Source data
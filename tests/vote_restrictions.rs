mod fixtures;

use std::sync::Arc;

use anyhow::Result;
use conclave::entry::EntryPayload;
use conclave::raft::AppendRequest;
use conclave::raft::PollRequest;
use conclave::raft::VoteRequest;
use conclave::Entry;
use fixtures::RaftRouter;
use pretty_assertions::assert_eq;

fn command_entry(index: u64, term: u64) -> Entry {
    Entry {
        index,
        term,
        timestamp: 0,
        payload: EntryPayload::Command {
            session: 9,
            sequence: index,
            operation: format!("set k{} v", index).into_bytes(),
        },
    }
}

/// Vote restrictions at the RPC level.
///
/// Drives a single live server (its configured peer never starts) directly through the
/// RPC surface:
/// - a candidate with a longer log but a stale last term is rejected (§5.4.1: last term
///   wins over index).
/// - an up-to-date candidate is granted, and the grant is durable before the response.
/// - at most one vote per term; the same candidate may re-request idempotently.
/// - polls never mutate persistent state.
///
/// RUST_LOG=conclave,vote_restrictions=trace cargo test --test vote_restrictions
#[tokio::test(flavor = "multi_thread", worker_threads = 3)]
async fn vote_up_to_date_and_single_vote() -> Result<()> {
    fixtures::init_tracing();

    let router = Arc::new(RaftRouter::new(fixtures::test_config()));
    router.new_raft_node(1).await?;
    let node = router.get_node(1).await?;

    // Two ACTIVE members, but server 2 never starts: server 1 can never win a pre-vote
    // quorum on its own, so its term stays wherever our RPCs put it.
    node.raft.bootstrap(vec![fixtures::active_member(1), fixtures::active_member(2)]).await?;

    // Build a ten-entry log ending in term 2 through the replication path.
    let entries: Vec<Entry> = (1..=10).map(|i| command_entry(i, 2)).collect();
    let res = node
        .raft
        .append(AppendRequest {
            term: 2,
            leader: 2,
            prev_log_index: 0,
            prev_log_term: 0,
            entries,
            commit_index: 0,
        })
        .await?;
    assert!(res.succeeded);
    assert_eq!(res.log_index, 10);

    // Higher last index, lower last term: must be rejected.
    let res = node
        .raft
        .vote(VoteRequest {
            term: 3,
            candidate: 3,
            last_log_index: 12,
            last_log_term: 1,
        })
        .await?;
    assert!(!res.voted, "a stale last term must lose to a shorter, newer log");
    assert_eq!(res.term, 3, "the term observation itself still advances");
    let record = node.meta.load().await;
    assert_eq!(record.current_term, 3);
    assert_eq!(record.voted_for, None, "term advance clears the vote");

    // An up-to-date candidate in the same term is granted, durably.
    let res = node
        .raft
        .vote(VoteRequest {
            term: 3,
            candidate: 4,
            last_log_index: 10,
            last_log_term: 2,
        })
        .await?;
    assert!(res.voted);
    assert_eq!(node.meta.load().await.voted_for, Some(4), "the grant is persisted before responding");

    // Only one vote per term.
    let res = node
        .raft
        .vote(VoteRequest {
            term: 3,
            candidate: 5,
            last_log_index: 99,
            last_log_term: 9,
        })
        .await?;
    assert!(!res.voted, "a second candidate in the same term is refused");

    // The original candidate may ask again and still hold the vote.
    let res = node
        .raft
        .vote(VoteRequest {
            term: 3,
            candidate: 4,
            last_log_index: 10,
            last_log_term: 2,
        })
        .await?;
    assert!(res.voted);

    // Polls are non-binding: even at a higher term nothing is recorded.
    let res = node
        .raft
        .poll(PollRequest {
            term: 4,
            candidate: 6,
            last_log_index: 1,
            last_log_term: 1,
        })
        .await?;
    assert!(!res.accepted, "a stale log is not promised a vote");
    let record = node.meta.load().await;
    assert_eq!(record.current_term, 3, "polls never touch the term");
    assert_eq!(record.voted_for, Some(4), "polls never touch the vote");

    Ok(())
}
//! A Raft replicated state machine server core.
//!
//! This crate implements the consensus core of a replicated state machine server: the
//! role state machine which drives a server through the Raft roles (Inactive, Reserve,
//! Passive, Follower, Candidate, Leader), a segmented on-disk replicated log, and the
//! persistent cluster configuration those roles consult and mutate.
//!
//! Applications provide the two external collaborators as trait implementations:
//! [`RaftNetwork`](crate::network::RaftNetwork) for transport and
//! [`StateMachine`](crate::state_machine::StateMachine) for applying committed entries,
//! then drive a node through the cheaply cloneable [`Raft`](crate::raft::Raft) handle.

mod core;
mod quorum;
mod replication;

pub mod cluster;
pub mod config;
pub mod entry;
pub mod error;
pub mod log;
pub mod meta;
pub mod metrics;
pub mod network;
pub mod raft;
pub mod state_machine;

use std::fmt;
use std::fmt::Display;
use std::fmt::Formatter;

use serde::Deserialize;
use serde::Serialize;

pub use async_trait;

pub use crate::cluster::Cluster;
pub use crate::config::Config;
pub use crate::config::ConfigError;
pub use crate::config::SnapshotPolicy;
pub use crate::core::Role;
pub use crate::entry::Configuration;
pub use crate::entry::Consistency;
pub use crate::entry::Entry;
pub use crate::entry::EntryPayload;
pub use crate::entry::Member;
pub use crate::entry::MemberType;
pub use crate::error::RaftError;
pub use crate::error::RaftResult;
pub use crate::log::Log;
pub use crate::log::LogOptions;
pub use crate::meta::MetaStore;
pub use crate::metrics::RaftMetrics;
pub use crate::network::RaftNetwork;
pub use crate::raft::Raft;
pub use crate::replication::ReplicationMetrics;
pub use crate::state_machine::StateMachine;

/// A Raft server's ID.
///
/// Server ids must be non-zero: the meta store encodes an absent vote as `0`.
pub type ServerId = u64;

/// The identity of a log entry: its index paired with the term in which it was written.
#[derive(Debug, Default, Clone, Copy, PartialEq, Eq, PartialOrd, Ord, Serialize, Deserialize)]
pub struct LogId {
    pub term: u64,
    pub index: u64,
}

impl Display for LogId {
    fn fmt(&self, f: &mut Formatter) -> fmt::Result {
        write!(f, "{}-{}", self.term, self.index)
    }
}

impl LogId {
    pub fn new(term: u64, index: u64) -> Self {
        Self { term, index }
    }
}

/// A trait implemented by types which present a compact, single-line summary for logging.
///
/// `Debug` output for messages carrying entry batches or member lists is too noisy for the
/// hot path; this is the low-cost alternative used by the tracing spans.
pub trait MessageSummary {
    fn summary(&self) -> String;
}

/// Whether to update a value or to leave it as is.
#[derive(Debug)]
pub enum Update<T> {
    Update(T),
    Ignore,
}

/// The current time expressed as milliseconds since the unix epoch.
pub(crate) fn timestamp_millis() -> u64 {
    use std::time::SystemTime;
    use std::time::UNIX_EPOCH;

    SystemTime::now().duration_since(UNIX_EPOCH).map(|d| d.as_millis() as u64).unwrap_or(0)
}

■ What the task asks
If a line in the records contains the string "LogId", copy it out.

■ Result
pub struct LogId {
impl Display for LogId {
impl LogId {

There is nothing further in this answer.